In an interview with NPR, Zauner talked to Ari Shaprio about how food allowed her to not only process her mother’s death but connect to her long after she was gone. Zauner grew up with limited knowledge of recipes but a profound love for Korean cuisine, which, she said, filled her mother with pride and joy. After her mother passed away, she realized that part of healing was undoing the sense of shame associated with not knowing how to prepare those traditional Korean meals for her mom when she was sick. Learning how to cook through YouTube videos allowed her to explore a part of her identity while also celebrating memories of her mother and grandmother.
‘Writers & Lovers’ by Lily King
At 31, Casey Peabody still clings to the creative ambitions of her youth. Her friends have long let go of their hopes to become writers and artists. But Casey remains stuck on a novel she’s been chipping away at for six years. During the summer of 1997, Casey’s life explodes. Her mother dies and her relationship ends. She waitresses at a restaurant by day and writes in a dingy, mold-infested room attached to a garage by night. And if things weren’t messy and miserable enough, Casey falls hopelessly for two men at once.
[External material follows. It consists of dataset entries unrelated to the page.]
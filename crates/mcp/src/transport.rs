//! MCP transport layer.
//!
//! Defines the `McpTransport` trait for sending/receiving JSON-RPC messages,
//! and provides a `StdioTransport` over a child process's pipes.

use async_trait::async_trait;
use tokio::io::{AsyncBufReadExt, AsyncWriteExt, BufReader};
use tokio::process::{ChildStdin, ChildStdout};

use crate::error::McpError;

/// Trait for MCP message transport.
///
/// Implementations handle the wire format (newline-delimited JSON) over
/// different channels (child stdio, in-memory channels).
#[async_trait]
pub trait McpTransport: Send {
    /// Read the next non-empty message line from the transport.
    /// Returns `None` when the transport is closed.
    async fn receive(&mut self) -> Result<Option<String>, McpError>;

    /// Write a JSON-RPC message line to the transport.
    async fn send(&mut self, message: &str) -> Result<(), McpError>;

    /// Close the outbound half so the peer sees end-of-input.
    async fn close(&mut self) -> Result<(), McpError> {
        Ok(())
    }
}

/// Newline-delimited JSON over a spawned server's stdin/stdout.
pub struct StdioTransport {
    reader: BufReader<ChildStdout>,
    writer: Option<ChildStdin>,
}

impl StdioTransport {
    pub fn new(stdin: ChildStdin, stdout: ChildStdout) -> Self {
        Self {
            reader: BufReader::new(stdout),
            writer: Some(stdin),
        }
    }
}

#[async_trait]
impl McpTransport for StdioTransport {
    async fn receive(&mut self) -> Result<Option<String>, McpError> {
        let mut line = String::new();
        loop {
            line.clear();
            let bytes_read = self.reader.read_line(&mut line).await?;
            if bytes_read == 0 {
                return Ok(None); // EOF
            }
            let trimmed = line.trim();
            if !trimmed.is_empty() {
                return Ok(Some(trimmed.to_string()));
            }
        }
    }

    async fn send(&mut self, message: &str) -> Result<(), McpError> {
        let writer = self
            .writer
            .as_mut()
            .ok_or_else(|| McpError::ServerUnavailable("stdin already closed".to_string()))?;
        writer.write_all(message.as_bytes()).await?;
        writer.write_all(b"\n").await?;
        writer.flush().await?;
        Ok(())
    }

    async fn close(&mut self) -> Result<(), McpError> {
        // Dropping the handle closes the pipe; stdio servers exit on EOF.
        self.writer.take();
        Ok(())
    }
}

/// In-memory transport for testing, backed by channel pairs.
pub struct ChannelTransport {
    rx: tokio::sync::mpsc::Receiver<String>,
    tx: Option<tokio::sync::mpsc::Sender<String>>,
}

impl ChannelTransport {
    /// Create a pair of connected transports for testing.
    ///
    /// Messages sent on one transport are received by the other.
    pub fn pair() -> (Self, Self) {
        let (tx_a, rx_b) = tokio::sync::mpsc::channel(32);
        let (tx_b, rx_a) = tokio::sync::mpsc::channel(32);
        (
            Self { rx: rx_a, tx: Some(tx_a) },
            Self { rx: rx_b, tx: Some(tx_b) },
        )
    }
}

#[async_trait]
impl McpTransport for ChannelTransport {
    async fn receive(&mut self) -> Result<Option<String>, McpError> {
        Ok(self.rx.recv().await)
    }

    async fn send(&mut self, message: &str) -> Result<(), McpError> {
        let tx = self
            .tx
            .as_ref()
            .ok_or_else(|| McpError::ServerUnavailable("channel closed".to_string()))?;
        tx.send(message.to_string()).await.map_err(|e| {
            McpError::Transport(std::io::Error::new(std::io::ErrorKind::BrokenPipe, e))
        })?;
        Ok(())
    }

    async fn close(&mut self) -> Result<(), McpError> {
        self.tx.take();
        Ok(())
    }
}

#[cfg(test)]
mod tests {
    use super::*;

    #[tokio::test]
    async fn test_channel_transport_pair() {
        let (mut a, mut b) = ChannelTransport::pair();

        a.send("hello from a").await.unwrap();
        assert_eq!(b.receive().await.unwrap(), Some("hello from a".to_string()));

        b.send("hello from b").await.unwrap();
        assert_eq!(a.receive().await.unwrap(), Some("hello from b".to_string()));
    }

    #[tokio::test]
    async fn test_close_signals_end_of_input() {
        let (mut a, mut b) = ChannelTransport::pair();
        a.close().await.unwrap();
        assert_eq!(b.receive().await.unwrap(), None);
        assert!(matches!(
            a.send("late").await,
            Err(McpError::ServerUnavailable(_))
        ));
    }
}
//! Diagnostic sink: where the walker reports what it visits and masks.
//!
//! The engine performs no logging itself. Each call resolves one sink:
//!
//! 1. the sink passed to [`crate::Sanitiser::sink`], if any;
//! 2. otherwise the process-wide sink installed with
//!    [`configure_diagnostic_sink`];
//! 3. otherwise [`NoopSink`].
//!
//! The process-wide sink is snapshotted when a call starts, so reconfiguring
//! it never changes the sink of an in-flight call.

use std::{
    fmt,
    sync::{Arc, PoisonError, RwLock},
};

use crate::{
    engine::{FieldPath, NodeKind},
    metadata::FieldDescriptor,
    options::Verbosity,
};

/// A single trace event emitted during traversal.
#[derive(Clone, Copy, Debug)]
pub enum TraceEvent<'a> {
    /// A node is about to be sanitised.
    Node {
        /// Location of the node.
        path: &'a FieldPath,
        /// Node kind of the value's type.
        kind: NodeKind,
        /// Rust type of the value.
        type_name: &'static str,
    },
    /// A field was replaced by its zero value.
    Mask {
        /// Location of the masked field.
        path: &'a FieldPath,
        /// Descriptor that matched.
        field: &'a FieldDescriptor,
        /// Active context.
        context: &'a str,
    },
    /// A self-sanitise hook ran on a freshly built node.
    Hook {
        /// Location of the node.
        path: &'a FieldPath,
        /// Rust type of the node.
        type_name: &'static str,
    },
}

impl TraceEvent<'_> {
    /// Location of the event.
    pub fn path(&self) -> &FieldPath {
        match self {
            Self::Node { path, .. } | Self::Mask { path, .. } | Self::Hook { path, .. } => path,
        }
    }

    /// Lowest verbosity at which the event is emitted.
    pub fn verbosity(&self) -> Verbosity {
        match self {
            Self::Node { .. } => Verbosity::Nodes,
            Self::Mask { .. } | Self::Hook { .. } => Verbosity::Decisions,
        }
    }
}

impl fmt::Display for TraceEvent<'_> {
    fn fmt(&self, f: &mut fmt::Formatter<'_>) -> fmt::Result {
        match self {
            Self::Node {
                path,
                kind,
                type_name,
            } => write!(f, "visit {kind} `{type_name}` at `{path}`"),
            Self::Mask {
                path,
                field,
                context,
            } => write!(
                f,
                "mask `{path}` ({}) under context `{context}`",
                field.type_name
            ),
            Self::Hook { path, type_name } => {
                write!(f, "self-sanitise `{type_name}` at `{path}`")
            }
        }
    }
}

/// Receives trace events. Must be synchronous and cheap.
pub trait DiagnosticSink {
    /// Handles one event.
    fn trace(&self, event: &TraceEvent<'_>);
}

impl<F> DiagnosticSink for F
where
    F: Fn(&TraceEvent<'_>),
{
    fn trace(&self, event: &TraceEvent<'_>) {
        self(event);
    }
}

/// Sink that discards every event.
#[derive(Clone, Copy, Debug, Default)]
pub struct NoopSink;

impl DiagnosticSink for NoopSink {
    fn trace(&self, _event: &TraceEvent<'_>) {}
}

/// Shared handle to a process-wide sink.
pub type SharedSink = Arc<dyn DiagnosticSink + Send + Sync>;

static INSTALLED_SINK: RwLock<Option<SharedSink>> = RwLock::new(None);

/// Installs the process-wide default sink; `None` resets it to a no-op.
///
/// Intended to be called once during start-up. Calls that pass their own sink
/// through [`crate::Sanitiser::sink`] ignore it.
pub fn configure_diagnostic_sink(sink: Option<SharedSink>) {
    let mut installed = INSTALLED_SINK
        .write()
        .unwrap_or_else(PoisonError::into_inner);
    *installed = sink;
}

/// Snapshot of the process-wide sink.
pub(crate) fn installed_sink() -> Option<SharedSink> {
    INSTALLED_SINK
        .read()
        .unwrap_or_else(PoisonError::into_inner)
        .clone()
}
//! Field metadata: context tokens, field descriptors and masking decisions.
//!
//! A field's `#[sanitise("...")]` annotation is a comma-separated list of
//! context tokens. The derive macro resolves it once, at build time, into a
//! static [`FieldDescriptor`]. This module holds the runtime half: the same
//! parsing rule for hand-written schemas, and the matcher that turns
//! `(descriptor, active context)` into a [`Decision`].

/// Token that matches every active context.
pub const WILDCARD: &str = "*";

/// Parses a sanitise annotation into an ordered set of context tokens.
///
/// Tokens are split on `,` and kept verbatim: no trimming, no validation.
/// Duplicates are dropped, keeping the first occurrence. An empty annotation
/// yields an empty set, so the field is never masked directly.
///
/// ```rust
/// use sanitise::parse_contexts;
///
/// assert_eq!(parse_contexts("audit,logs,audit"), vec!["audit", "logs"]);
/// assert!(parse_contexts("").is_empty());
/// ```
pub fn parse_contexts(tag: &str) -> Vec<&str> {
    if tag.is_empty() {
        return Vec::new();
    }

    let mut tokens: Vec<&str> = Vec::new();
    for token in tag.split(',') {
        if !tokens.contains(&token) {
            tokens.push(token);
        }
    }
    tokens
}

/// Returns `true` when `active` is covered by `tokens`.
///
/// A token covers the context when it equals it or is [`WILDCARD`]. Empty
/// tokens (e.g. from a trailing separator) never match anything, not even an
/// empty active context.
pub fn matches<S: AsRef<str>>(tokens: &[S], active: &str) -> bool {
    tokens
        .iter()
        .map(AsRef::as_ref)
        .any(|token| !token.is_empty() && (token == WILDCARD || token == active))
}

/// Static description of one struct field, as seen by the walker.
///
/// The derive emits one of these per field. Hand-written [`crate::Sanitise`]
/// impls build them as constants:
///
/// ```rust
/// use sanitise::FieldDescriptor;
///
/// const PASSWORD: FieldDescriptor =
///     FieldDescriptor::new("password", "String", &["audit", "logs"]);
/// assert!(PASSWORD.settable);
/// ```
#[derive(Clone, Copy, Debug, PartialEq, Eq, Hash)]
pub struct FieldDescriptor {
    /// Field name (or tuple index) used in traversal paths.
    pub name: &'static str,
    /// Declared type, as written in the source.
    pub type_name: &'static str,
    /// Ordered set of context tokens this field is sensitive under.
    pub contexts: &'static [&'static str],
    /// Whether the walker may replace the field with its zero value.
    pub settable: bool,
}

impl FieldDescriptor {
    /// Describes a writable field.
    #[must_use]
    pub const fn new(
        name: &'static str,
        type_name: &'static str,
        contexts: &'static [&'static str],
    ) -> Self {
        Self {
            name,
            type_name,
            contexts,
            settable: true,
        }
    }

    /// Marks the field as read-only; masking it becomes an error.
    #[must_use]
    pub const fn read_only(mut self) -> Self {
        self.settable = false;
        self
    }

    /// Returns `true` if at least one token can ever match.
    pub fn is_tagged(&self) -> bool {
        self.contexts.iter().any(|token| !token.is_empty())
    }
}

/// What the walker does with a field under the active context.
///
/// The two outcomes are exclusive: a masked field is never descended into.
#[derive(Clone, Copy, Debug, PartialEq, Eq, Hash)]
pub enum Decision {
    /// Replace the field with its zero value.
    Mask,
    /// Recursively sanitise the field's current value.
    Descend,
}

impl Decision {
    /// Decides how `field` is handled under `context`.
    pub fn for_field(field: &FieldDescriptor, context: &str) -> Self {
        if matches(field.contexts, context) {
            Self::Mask
        } else {
            Self::Descend
        }
    }
}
In an article for Harvard Review Online, Jennifer Kurdyla described the experience of reading ‘Writers & Lovers’ toward the beginning of quarantine. By late March, she was struggling to navigate isolation: “Instead of spiriting me away from the hustle of modern life, (‘Writers & Lovers’) was helping me feel connected on a more profound level to the vulnerabilities we all share: the desire to be seen, heard, touched; the desire to not be alone,” wrote Kurdyla.
‘Little Weirds’ by Jenny Slate
This’ll be a reread for me this summer. Every time I think about this book, I feel warm inside. My friends and I talk about its chapters like they’re memories we share with each other. They’re sincere and hopeful. Her observations are sharp and poignant, like her list of self-approved conversation topics in “Letter: Super-Ego” (“Mustards of the world,” “Aunts and their houses” and “The amazing Dukakis family” were among my favorites). Slate writes about self-compassion and befriending herself so comfortingly, and of loss of love and sense of place so carefully.
Perhaps most eloquently said by Stephanie Philip for the Columbia Journal, “The beauty of this collection is in Slate’s newfound ability to let a little air into the room. She regrows the capacity to capture microscopic moments of wonder.”